Adam Fisher: The company had its tough moments for sure … But, you know, it ended up with a surprising and, obviously, happy ending

That’s a generalization, but on average, you will find that they’re probably taking bigger risks than your typical US company in the sense that they’re taking a longer time to develop a product, likely because that product is probably trying to do too much. It’s not focused enough. That said, my experience has been that when it comes to a US company versus an Israeli company developing the same product, the Israeli company will do it more efficiently with less capital.

But that’s not always an apples-to-apples comparison, I think a lot of times Israeli companies are over-engineering their product. The whole notion of MVP [minimum viable product] is… I don’t want to say it’s new here. But there’s some lag time, let’s just say that. And that’s why sometimes the companies take a bit longer in their gestation period. The other thing is that, that efficiency generally continues when they’re building their business. We don’t have the equivalent of “blitzscaling” in Israel.

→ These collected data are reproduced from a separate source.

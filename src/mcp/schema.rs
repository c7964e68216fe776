// ABOUTME: MCP protocol schema definitions and message structures
// ABOUTME: Defines initialize, tools/list, and tools/call payloads plus JSON Schema builders
//
// SPDX-License-Identifier: MIT OR Apache-2.0
// Copyright (c) 2025 Pierre Fitness Intelligence

//! MCP Protocol Schema Definitions
//!
//! Type-safe definitions for the MCP messages this server exchanges, and the
//! JSON Schema subset tools use to describe their inputs.

use std::collections::HashMap;

use serde::{Deserialize, Serialize};
use serde_json::Value;

use crate::constants::protocol::SERVER_INSTRUCTIONS;

/// Server Information
#[derive(Debug, Clone, PartialEq, Eq, Serialize, Deserialize)]
pub struct ServerInfo {
    /// Server name
    pub name: String,
    /// Server version
    pub version: String,
}

/// MCP Tool Schema Definition
#[derive(Debug, Clone, Serialize, Deserialize)]
pub struct ToolSchema {
    /// Tool name
    pub name: String,
    /// Tool description
    pub description: String,
    /// Input parameter schema
    #[serde(rename = "inputSchema")]
    pub input_schema: JsonSchema,
}

/// JSON Schema Definition for a tool's arguments object
#[derive(Debug, Clone, Serialize, Deserialize)]
pub struct JsonSchema {
    /// Always "object" for tool inputs
    #[serde(rename = "type")]
    pub schema_type: String,
    /// Named properties
    #[serde(skip_serializing_if = "Option::is_none")]
    pub properties: Option<HashMap<String, PropertySchema>>,
    /// Names of required properties
    #[serde(skip_serializing_if = "Option::is_none")]
    pub required: Option<Vec<String>>,
}

impl JsonSchema {
    /// Object schema from `(name, property)` pairs and required names
    #[must_use]
    pub fn object(properties: Vec<(&str, PropertySchema)>, required: &[&str]) -> Self {
        Self {
            schema_type: "object".to_owned(),
            properties: Some(
                properties
                    .into_iter()
                    .map(|(name, schema)| (name.to_owned(), schema))
                    .collect(),
            ),
            required: (!required.is_empty())
                .then(|| required.iter().map(|name| (*name).to_owned()).collect()),
        }
    }

    /// Property schema by name
    #[must_use]
    pub fn property(&self, name: &str) -> Option<&PropertySchema> {
        self.properties.as_ref().and_then(|props| props.get(name))
    }

    /// Whether a property is listed as required
    #[must_use]
    pub fn is_required(&self, name: &str) -> bool {
        self.required
            .as_ref()
            .is_some_and(|required| required.iter().any(|field| field == name))
    }
}

/// JSON Schema Property Definition
#[derive(Debug, Clone, Default, Serialize, Deserialize)]
pub struct PropertySchema {
    /// JSON type name
    #[serde(rename = "type")]
    pub property_type: String,
    /// Description for clients
    #[serde(skip_serializing_if = "Option::is_none")]
    pub description: Option<String>,
    /// Allowed string values
    #[serde(rename = "enum", skip_serializing_if = "Option::is_none")]
    pub enum_values: Option<Vec<String>>,
    /// Inclusive lower bound
    #[serde(skip_serializing_if = "Option::is_none")]
    pub minimum: Option<f64>,
    /// Inclusive upper bound
    #[serde(skip_serializing_if = "Option::is_none")]
    pub maximum: Option<f64>,
    /// Default value applied when omitted
    #[serde(skip_serializing_if = "Option::is_none")]
    pub default: Option<Value>,
    /// Element schema for arrays
    #[serde(skip_serializing_if = "Option::is_none")]
    pub items: Option<Box<PropertySchema>>,
    /// Nested properties for objects
    #[serde(skip_serializing_if = "Option::is_none")]
    pub properties: Option<HashMap<String, PropertySchema>>,
    /// Required nested properties for objects
    #[serde(skip_serializing_if = "Option::is_none")]
    pub required: Option<Vec<String>>,
}

impl PropertySchema {
    fn typed(property_type: &str, description: &str) -> Self {
        Self {
            property_type: property_type.to_owned(),
            description: (!description.is_empty()).then(|| description.to_owned()),
            ..Self::default()
        }
    }

    /// String property
    #[must_use]
    pub fn string(description: &str) -> Self {
        Self::typed("string", description)
    }

    /// Number property
    #[must_use]
    pub fn number(description: &str) -> Self {
        Self::typed("number", description)
    }

    /// Integer property
    #[must_use]
    pub fn integer(description: &str) -> Self {
        Self::typed("integer", description)
    }

    /// Boolean property
    #[must_use]
    pub fn boolean(description: &str) -> Self {
        Self::typed("boolean", description)
    }

    /// Array of strings
    #[must_use]
    pub fn string_array(description: &str) -> Self {
        Self {
            items: Some(Box::new(Self::typed("string", ""))),
            ..Self::typed("array", description)
        }
    }

    /// Nested object
    #[must_use]
    pub fn object(description: &str, properties: Vec<(&str, Self)>, required: &[&str]) -> Self {
        let nested = JsonSchema::object(properties, required);
        Self {
            properties: nested.properties,
            required: nested.required,
            ..Self::typed("object", description)
        }
    }

    /// Restrict to a fixed set of strings
    #[must_use]
    pub fn with_enum(mut self, values: &[&str]) -> Self {
        self.enum_values = Some(values.iter().map(|value| (*value).to_owned()).collect());
        self
    }

    /// Inclusive lower bound
    #[must_use]
    pub const fn with_minimum(mut self, minimum: f64) -> Self {
        self.minimum = Some(minimum);
        self
    }

    /// Inclusive bounds
    #[must_use]
    pub const fn with_range(mut self, minimum: f64, maximum: f64) -> Self {
        self.minimum = Some(minimum);
        self.maximum = Some(maximum);
        self
    }

    /// Default value
    #[must_use]
    pub fn with_default(mut self, default: Value) -> Self {
        self.default = Some(default);
        self
    }
}

/// Tool Call for executing a tool
#[derive(Debug, Clone, Serialize, Deserialize)]
pub struct ToolCall {
    /// Tool name
    pub name: String,
    /// Tool arguments
    #[serde(default)]
    pub arguments: Option<Value>,
}

/// Tool Response after execution
#[derive(Debug, Clone, Serialize, Deserialize)]
pub struct ToolResponse {
    /// Response content items
    pub content: Vec<Content>,
    /// Whether the tool reported an error
    #[serde(rename = "isError")]
    pub is_error: bool,
}

impl ToolResponse {
    /// Single text item response
    #[must_use]
    pub fn text(text: impl Into<String>, is_error: bool) -> Self {
        Self {
            content: vec![Content::Text { text: text.into() }],
            is_error,
        }
    }
}

/// Content types for MCP messages
#[derive(Debug, Clone, PartialEq, Eq, Serialize, Deserialize)]
#[serde(tag = "type")]
pub enum Content {
    /// Plain text
    #[serde(rename = "text")]
    Text {
        /// Text body
        text: String,
    },
}

/// MCP Server Capabilities
#[derive(Debug, Clone, Serialize, Deserialize)]
pub struct ServerCapabilities {
    /// Tool support
    #[serde(skip_serializing_if = "Option::is_none")]
    pub tools: Option<ToolsCapability>,
}

/// Tools capability
#[derive(Debug, Clone, Serialize, Deserialize)]
pub struct ToolsCapability {
    /// Whether the server emits list-changed notifications
    #[serde(rename = "listChanged", skip_serializing_if = "Option::is_none")]
    pub list_changed: Option<bool>,
}

/// Complete MCP Initialize Response
#[derive(Debug, Clone, Serialize, Deserialize)]
pub struct InitializeResponse {
    /// Negotiated protocol version
    #[serde(rename = "protocolVersion")]
    pub protocol_version: String,
    /// Server identity
    #[serde(rename = "serverInfo")]
    pub server_info: ServerInfo,
    /// Server capabilities
    pub capabilities: ServerCapabilities,
    /// Usage hints for the client
    #[serde(skip_serializing_if = "Option::is_none")]
    pub instructions: Option<String>,
}

impl InitializeResponse {
    /// Create a new initialize response with current server configuration
    #[must_use]
    pub fn new(protocol_version: String, server_name: String, server_version: String) -> Self {
        Self {
            protocol_version,
            server_info: ServerInfo {
                name: server_name,
                version: server_version,
            },
            capabilities: ServerCapabilities {
                tools: Some(ToolsCapability {
                    list_changed: Some(false),
                }),
            },
            instructions: Some(SERVER_INSTRUCTIONS.to_owned()),
        }
    }
}

/// Initialize Request from client
#[derive(Debug, Clone, Serialize, Deserialize)]
pub struct InitializeRequest {
    /// Protocol version the client wants
    #[serde(rename = "protocolVersion", default)]
    pub protocol_version: Option<String>,
    /// Client identity
    #[serde(rename = "clientInfo", default)]
    pub client_info: Option<ClientInfo>,
    /// Client capabilities, unused by this server
    #[serde(default)]
    pub capabilities: Option<Value>,
}

/// Client Information
#[derive(Debug, Clone, Serialize, Deserialize)]
pub struct ClientInfo {
    /// Client name
    pub name: String,
    /// Client version
    pub version: String,
}

#[cfg(test)]
mod tests {
    use super::*;
    use serde_json::json;

    #[test]
    fn test_property_schema_serializes_constraints() {
        let schema = PropertySchema::number("Target calories").with_range(100.0, 1500.0);
        let encoded = serde_json::to_value(&schema).unwrap();
        assert_eq!(
            encoded,
            json!({"type": "number", "description": "Target calories", "minimum": 100.0, "maximum": 1500.0})
        );
    }

    #[test]
    fn test_object_schema_omits_empty_required() {
        let schema = JsonSchema::object(vec![("q", PropertySchema::string("query"))], &[]);
        assert!(schema.required.is_none());
        assert!(!schema.is_required("q"));
        assert!(schema.property("q").is_some());
    }
}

We have much more capital to access than we have ever had and that is changing the landscape here. But it’s still a fraction of what you find in the US. And in addition to that, even if we had the capital, you know, all that money would probably be spent on on a US presence and on US sales reps or on marketing in the US. So it’s a bit unnatural, I think, for most Israeli companies to to raise those amounts and spend those amounts. The net result being, yes, we don’t always have as big or the equivalent-sized exits as in the US. But they’re still great, they are much larger than they’ve ever been, and they’re profitable for all involved.

Example of Dynamic Yield’s personalization engine at work.

A Dynamic Exit

Lucas: Things obviously ended up well for Dynamic Yield, but was there ever any big tension between the company’s leadership and its investors about where it was moving?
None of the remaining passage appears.